### Problem details
Gather every line in the records below that contains the word "keeps".

☆ ☆ ☆

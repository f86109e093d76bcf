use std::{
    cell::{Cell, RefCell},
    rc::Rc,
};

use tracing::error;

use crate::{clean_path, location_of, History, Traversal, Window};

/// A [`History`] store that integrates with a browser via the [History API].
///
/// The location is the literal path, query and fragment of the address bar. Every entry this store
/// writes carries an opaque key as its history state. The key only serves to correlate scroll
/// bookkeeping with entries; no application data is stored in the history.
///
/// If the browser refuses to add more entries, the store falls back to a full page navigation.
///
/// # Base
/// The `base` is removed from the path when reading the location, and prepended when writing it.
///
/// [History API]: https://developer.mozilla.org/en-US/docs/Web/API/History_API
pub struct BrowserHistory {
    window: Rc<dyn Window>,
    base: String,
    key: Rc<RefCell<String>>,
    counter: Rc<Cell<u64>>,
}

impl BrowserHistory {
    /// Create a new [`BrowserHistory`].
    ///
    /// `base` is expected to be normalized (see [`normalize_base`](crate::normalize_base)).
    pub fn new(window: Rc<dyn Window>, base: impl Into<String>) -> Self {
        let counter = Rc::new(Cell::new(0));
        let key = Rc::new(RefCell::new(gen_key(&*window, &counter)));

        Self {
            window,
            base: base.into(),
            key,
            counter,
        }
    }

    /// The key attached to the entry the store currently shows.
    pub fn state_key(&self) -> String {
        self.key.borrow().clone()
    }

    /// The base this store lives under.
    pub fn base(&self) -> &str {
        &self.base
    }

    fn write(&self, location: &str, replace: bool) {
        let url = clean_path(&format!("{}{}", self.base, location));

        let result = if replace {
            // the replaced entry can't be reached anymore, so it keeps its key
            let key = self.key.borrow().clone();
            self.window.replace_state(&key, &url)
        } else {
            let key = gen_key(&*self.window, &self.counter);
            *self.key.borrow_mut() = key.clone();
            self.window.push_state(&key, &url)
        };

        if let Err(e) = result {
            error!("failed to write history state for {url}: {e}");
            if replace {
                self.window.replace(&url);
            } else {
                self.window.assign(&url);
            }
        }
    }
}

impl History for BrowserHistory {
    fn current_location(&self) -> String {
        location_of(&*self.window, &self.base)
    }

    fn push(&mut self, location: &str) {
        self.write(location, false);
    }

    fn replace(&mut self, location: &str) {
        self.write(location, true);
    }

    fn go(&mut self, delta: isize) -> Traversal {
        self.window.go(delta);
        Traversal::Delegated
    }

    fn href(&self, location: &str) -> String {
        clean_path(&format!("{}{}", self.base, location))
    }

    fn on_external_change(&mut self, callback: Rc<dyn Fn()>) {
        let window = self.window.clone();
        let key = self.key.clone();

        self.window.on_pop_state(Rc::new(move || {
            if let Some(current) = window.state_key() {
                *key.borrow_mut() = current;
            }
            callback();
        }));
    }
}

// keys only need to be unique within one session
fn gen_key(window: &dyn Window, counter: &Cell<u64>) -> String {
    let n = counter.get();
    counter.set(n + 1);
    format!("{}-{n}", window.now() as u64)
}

☆ ☆ ☆

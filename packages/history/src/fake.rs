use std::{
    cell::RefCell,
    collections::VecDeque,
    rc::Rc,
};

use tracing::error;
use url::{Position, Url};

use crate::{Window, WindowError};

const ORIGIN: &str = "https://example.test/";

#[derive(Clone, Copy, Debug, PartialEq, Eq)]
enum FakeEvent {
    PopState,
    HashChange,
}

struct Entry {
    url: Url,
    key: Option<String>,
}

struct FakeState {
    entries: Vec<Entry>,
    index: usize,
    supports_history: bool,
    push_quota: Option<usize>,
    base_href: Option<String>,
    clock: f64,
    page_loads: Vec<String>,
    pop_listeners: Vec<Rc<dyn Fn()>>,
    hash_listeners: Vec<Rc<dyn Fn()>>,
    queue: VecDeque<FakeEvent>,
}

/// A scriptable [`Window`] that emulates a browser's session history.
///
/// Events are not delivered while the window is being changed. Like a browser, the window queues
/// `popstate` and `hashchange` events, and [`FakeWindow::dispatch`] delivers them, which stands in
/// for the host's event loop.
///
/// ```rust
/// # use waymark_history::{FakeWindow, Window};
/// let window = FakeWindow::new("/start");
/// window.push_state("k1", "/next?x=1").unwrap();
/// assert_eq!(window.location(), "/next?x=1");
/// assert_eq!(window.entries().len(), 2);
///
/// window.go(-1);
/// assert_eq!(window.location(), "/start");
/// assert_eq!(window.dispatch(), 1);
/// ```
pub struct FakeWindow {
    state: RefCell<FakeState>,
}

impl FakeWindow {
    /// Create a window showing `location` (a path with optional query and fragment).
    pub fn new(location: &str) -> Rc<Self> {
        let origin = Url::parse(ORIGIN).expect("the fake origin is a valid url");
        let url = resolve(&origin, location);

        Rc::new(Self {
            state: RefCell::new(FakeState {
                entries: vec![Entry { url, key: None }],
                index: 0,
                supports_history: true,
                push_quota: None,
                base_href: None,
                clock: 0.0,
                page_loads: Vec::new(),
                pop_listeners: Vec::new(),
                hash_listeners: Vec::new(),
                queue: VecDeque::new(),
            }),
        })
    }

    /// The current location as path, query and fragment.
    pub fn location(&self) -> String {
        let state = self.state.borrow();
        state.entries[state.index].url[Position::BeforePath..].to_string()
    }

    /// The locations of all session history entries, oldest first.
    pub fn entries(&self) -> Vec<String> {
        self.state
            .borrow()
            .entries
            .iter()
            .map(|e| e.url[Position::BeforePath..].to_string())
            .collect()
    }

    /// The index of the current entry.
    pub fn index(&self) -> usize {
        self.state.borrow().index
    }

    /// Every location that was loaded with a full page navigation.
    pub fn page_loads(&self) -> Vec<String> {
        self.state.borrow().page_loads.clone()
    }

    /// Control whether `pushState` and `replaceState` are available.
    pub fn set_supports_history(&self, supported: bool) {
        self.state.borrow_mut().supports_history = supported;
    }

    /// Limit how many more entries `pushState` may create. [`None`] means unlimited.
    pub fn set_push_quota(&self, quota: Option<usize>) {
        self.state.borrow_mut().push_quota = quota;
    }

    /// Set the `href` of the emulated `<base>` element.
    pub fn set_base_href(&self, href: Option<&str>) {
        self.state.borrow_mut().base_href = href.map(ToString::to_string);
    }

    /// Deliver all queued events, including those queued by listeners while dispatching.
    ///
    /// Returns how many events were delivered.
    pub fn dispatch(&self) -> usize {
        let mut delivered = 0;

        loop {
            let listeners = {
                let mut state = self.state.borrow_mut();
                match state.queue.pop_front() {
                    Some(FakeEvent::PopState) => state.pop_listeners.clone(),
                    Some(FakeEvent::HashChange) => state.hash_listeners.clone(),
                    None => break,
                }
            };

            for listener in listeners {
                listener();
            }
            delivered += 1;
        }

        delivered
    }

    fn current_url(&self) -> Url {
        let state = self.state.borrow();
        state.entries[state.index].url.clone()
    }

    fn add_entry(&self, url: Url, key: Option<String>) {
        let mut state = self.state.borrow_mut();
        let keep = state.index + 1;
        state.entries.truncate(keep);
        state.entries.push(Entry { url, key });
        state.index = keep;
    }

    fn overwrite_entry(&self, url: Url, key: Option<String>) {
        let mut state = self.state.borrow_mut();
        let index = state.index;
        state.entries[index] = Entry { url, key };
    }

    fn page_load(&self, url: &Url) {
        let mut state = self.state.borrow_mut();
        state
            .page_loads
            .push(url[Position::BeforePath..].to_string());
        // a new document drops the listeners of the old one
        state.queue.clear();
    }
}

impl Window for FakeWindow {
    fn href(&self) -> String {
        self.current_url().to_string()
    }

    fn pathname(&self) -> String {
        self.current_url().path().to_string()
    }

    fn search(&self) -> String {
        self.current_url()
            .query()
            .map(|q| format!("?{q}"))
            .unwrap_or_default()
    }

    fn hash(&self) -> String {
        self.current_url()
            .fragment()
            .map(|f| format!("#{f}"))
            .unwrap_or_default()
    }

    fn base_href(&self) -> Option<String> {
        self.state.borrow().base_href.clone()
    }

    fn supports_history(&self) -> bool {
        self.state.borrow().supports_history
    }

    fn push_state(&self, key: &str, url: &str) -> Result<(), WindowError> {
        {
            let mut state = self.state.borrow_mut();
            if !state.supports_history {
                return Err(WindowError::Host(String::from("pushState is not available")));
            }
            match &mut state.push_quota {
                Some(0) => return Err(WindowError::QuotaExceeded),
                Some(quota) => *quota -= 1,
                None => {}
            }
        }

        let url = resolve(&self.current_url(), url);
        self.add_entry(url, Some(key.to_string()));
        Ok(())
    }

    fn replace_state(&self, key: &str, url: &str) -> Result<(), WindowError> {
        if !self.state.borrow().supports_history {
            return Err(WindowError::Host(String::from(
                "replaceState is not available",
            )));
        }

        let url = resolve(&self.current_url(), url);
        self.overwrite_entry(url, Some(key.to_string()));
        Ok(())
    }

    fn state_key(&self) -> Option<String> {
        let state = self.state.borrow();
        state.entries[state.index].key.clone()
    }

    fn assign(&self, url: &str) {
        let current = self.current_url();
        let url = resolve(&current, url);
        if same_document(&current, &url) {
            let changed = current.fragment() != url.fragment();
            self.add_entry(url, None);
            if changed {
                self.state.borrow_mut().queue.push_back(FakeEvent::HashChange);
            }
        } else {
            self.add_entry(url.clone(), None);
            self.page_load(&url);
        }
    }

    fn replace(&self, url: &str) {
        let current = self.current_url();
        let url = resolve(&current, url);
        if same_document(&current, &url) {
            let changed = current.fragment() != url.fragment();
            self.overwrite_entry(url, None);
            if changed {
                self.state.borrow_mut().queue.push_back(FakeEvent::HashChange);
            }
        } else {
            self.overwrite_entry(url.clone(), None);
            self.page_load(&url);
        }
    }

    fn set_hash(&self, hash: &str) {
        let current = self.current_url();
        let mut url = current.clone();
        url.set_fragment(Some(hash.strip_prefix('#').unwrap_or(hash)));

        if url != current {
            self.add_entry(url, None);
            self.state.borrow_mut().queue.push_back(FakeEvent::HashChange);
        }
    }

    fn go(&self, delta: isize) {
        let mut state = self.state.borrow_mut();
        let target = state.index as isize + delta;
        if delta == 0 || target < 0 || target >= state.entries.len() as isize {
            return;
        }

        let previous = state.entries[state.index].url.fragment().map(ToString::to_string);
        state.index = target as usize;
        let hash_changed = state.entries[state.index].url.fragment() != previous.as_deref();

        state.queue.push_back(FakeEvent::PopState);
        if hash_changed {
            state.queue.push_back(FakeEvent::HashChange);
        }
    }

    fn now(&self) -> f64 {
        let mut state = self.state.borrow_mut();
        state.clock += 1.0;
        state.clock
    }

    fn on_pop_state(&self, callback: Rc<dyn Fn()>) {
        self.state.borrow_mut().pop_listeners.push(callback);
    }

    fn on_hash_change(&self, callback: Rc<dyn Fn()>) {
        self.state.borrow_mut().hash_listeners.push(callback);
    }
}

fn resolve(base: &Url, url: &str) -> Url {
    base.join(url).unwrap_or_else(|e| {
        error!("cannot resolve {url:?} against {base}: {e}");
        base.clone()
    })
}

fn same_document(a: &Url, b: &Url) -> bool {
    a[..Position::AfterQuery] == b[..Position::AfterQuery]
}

☆ ☆ ☆

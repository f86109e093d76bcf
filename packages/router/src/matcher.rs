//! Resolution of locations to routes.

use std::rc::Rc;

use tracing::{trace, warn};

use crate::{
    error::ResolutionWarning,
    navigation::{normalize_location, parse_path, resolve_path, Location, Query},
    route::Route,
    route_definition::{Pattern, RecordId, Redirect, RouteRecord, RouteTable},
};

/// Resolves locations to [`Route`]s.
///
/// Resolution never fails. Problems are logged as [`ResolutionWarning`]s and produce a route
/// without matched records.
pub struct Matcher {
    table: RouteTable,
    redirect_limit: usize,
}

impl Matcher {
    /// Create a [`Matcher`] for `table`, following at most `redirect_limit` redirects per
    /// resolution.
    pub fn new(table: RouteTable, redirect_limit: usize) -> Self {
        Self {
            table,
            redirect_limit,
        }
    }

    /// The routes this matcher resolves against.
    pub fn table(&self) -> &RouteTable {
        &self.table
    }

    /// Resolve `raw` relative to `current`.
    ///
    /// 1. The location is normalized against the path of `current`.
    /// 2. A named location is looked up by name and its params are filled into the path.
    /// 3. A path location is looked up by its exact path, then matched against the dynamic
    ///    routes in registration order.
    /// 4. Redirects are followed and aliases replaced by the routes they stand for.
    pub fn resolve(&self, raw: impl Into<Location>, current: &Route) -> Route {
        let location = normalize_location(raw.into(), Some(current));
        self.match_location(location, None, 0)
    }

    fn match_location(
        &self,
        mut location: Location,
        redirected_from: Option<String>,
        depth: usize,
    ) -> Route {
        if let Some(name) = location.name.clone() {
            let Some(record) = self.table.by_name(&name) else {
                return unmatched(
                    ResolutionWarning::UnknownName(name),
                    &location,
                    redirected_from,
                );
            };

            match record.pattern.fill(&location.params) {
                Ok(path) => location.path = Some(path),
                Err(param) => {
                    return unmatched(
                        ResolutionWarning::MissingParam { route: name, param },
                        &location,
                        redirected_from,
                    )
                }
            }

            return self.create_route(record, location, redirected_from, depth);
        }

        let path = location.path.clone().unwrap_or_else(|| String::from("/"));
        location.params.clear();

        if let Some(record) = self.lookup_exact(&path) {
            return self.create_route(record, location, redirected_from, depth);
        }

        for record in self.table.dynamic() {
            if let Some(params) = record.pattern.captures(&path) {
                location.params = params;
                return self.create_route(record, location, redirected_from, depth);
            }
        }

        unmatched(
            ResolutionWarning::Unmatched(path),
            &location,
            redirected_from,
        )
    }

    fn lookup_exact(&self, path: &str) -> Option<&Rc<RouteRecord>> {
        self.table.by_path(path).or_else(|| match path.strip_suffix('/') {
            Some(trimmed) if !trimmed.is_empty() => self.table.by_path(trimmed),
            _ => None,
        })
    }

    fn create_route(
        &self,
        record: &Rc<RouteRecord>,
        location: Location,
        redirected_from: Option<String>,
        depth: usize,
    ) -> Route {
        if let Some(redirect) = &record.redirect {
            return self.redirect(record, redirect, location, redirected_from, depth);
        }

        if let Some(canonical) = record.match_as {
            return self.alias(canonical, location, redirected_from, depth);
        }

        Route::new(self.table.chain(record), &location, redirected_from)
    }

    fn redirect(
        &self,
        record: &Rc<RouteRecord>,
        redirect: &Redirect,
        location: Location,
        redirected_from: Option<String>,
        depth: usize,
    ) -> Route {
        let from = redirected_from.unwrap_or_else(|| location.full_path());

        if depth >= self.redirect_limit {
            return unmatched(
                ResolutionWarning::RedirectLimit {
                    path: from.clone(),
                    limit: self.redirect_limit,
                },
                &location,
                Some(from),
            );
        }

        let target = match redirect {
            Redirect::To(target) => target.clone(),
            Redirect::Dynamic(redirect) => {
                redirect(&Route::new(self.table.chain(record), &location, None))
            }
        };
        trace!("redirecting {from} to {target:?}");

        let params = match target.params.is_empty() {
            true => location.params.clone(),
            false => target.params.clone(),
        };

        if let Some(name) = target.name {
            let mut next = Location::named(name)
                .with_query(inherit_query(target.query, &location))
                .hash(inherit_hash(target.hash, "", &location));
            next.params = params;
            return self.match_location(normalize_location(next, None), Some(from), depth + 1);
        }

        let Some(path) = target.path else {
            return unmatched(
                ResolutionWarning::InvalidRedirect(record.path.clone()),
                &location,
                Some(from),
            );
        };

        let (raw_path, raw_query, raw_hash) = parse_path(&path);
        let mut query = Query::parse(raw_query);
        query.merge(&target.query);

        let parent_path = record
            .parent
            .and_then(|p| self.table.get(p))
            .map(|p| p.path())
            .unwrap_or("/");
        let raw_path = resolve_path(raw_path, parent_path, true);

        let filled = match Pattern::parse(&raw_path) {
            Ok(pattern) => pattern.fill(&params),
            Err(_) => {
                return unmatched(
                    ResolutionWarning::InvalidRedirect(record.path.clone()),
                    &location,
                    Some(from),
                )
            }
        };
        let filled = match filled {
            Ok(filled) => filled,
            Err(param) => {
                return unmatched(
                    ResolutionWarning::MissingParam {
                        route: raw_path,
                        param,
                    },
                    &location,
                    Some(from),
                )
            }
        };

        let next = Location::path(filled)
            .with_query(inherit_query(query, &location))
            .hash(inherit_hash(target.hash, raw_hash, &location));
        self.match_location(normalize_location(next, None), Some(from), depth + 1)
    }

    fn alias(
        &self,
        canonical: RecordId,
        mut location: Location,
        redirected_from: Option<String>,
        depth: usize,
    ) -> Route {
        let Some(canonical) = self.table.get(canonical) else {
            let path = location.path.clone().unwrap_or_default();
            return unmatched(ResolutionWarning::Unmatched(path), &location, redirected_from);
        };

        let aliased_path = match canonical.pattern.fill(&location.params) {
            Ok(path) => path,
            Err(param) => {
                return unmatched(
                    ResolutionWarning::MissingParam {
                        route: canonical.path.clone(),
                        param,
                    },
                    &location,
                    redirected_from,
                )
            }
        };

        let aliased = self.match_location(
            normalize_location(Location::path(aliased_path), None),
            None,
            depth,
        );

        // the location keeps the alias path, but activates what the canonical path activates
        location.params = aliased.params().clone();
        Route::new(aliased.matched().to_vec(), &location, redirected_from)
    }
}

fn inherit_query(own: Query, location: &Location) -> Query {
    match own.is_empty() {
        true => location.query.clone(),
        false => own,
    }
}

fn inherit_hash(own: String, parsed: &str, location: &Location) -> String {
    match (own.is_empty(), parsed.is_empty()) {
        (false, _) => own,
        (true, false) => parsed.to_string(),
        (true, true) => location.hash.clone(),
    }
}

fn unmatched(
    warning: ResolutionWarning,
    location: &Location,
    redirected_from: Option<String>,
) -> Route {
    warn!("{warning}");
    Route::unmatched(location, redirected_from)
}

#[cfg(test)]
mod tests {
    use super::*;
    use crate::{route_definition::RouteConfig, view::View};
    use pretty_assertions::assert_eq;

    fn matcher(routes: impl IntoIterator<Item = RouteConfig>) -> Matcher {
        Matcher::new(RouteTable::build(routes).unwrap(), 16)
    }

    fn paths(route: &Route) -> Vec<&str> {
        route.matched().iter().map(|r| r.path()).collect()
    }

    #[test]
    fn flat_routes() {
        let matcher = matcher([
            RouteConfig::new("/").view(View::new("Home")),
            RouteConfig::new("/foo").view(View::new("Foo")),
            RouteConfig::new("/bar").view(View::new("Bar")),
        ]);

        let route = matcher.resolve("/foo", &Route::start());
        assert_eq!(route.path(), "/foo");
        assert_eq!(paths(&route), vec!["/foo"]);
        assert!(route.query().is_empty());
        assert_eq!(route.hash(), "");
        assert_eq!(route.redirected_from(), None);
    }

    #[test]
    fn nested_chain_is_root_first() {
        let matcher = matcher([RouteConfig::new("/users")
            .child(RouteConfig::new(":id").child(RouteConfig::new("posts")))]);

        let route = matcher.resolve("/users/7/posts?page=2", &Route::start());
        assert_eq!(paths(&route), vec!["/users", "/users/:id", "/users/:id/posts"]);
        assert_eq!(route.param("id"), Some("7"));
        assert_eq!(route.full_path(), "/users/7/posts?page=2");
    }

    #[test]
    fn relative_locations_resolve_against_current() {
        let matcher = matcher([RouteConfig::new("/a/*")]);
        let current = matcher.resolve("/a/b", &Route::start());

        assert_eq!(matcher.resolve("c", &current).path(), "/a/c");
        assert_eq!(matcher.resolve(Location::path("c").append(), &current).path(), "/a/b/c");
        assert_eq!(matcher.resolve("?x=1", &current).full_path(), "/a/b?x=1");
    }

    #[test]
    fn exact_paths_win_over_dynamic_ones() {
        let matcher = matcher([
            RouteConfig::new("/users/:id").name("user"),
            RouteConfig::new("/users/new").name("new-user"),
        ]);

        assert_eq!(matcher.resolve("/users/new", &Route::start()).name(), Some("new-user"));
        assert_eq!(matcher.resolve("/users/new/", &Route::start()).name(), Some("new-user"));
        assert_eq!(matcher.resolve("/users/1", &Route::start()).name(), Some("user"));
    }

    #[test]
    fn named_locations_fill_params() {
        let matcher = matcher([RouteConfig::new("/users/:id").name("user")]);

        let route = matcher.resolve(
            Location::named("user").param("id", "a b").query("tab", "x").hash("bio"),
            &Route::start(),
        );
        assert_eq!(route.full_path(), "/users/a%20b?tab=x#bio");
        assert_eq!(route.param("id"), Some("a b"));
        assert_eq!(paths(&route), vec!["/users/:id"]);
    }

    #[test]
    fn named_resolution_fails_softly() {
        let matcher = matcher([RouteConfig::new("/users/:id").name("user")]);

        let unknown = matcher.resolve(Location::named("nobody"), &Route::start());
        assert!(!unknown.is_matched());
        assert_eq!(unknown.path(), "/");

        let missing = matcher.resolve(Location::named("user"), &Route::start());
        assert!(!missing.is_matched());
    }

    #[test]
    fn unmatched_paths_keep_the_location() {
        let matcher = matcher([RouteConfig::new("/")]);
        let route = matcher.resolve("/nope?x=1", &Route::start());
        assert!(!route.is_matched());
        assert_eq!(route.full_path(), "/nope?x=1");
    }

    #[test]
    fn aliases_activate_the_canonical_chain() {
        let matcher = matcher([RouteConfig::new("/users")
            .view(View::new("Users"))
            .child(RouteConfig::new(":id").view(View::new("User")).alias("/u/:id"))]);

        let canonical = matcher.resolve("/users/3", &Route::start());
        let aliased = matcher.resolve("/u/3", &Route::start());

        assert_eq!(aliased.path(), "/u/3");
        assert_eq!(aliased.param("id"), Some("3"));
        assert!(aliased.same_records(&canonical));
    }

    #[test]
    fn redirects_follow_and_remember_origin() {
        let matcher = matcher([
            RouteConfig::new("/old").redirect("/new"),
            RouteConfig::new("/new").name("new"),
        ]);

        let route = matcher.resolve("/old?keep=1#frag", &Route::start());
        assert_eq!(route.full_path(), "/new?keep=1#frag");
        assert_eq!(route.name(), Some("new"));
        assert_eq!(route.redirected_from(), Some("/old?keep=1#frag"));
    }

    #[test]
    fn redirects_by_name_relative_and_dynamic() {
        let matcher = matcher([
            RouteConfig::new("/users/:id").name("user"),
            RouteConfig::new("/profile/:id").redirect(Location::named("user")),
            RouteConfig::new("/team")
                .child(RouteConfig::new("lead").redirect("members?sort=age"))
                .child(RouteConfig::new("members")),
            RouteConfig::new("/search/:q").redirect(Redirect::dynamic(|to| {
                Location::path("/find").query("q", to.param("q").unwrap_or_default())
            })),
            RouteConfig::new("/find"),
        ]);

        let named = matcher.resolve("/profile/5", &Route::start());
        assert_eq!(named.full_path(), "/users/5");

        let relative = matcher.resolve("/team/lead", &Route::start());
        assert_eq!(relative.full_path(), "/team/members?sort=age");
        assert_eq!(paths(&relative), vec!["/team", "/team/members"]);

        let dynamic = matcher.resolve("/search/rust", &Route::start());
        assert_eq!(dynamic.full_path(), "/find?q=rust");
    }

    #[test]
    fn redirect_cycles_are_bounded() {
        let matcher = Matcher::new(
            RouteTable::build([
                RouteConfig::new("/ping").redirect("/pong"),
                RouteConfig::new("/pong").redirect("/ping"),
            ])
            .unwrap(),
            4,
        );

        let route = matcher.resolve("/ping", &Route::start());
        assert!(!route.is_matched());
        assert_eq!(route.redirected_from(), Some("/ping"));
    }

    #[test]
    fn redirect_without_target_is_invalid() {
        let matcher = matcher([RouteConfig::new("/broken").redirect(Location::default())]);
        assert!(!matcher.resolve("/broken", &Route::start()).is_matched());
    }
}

☆ ☆ ☆

### Response area
            // the replaced entry can't be reached anymore, so it keeps its key
        // the location keeps the alias path, but activates what the canonical path activates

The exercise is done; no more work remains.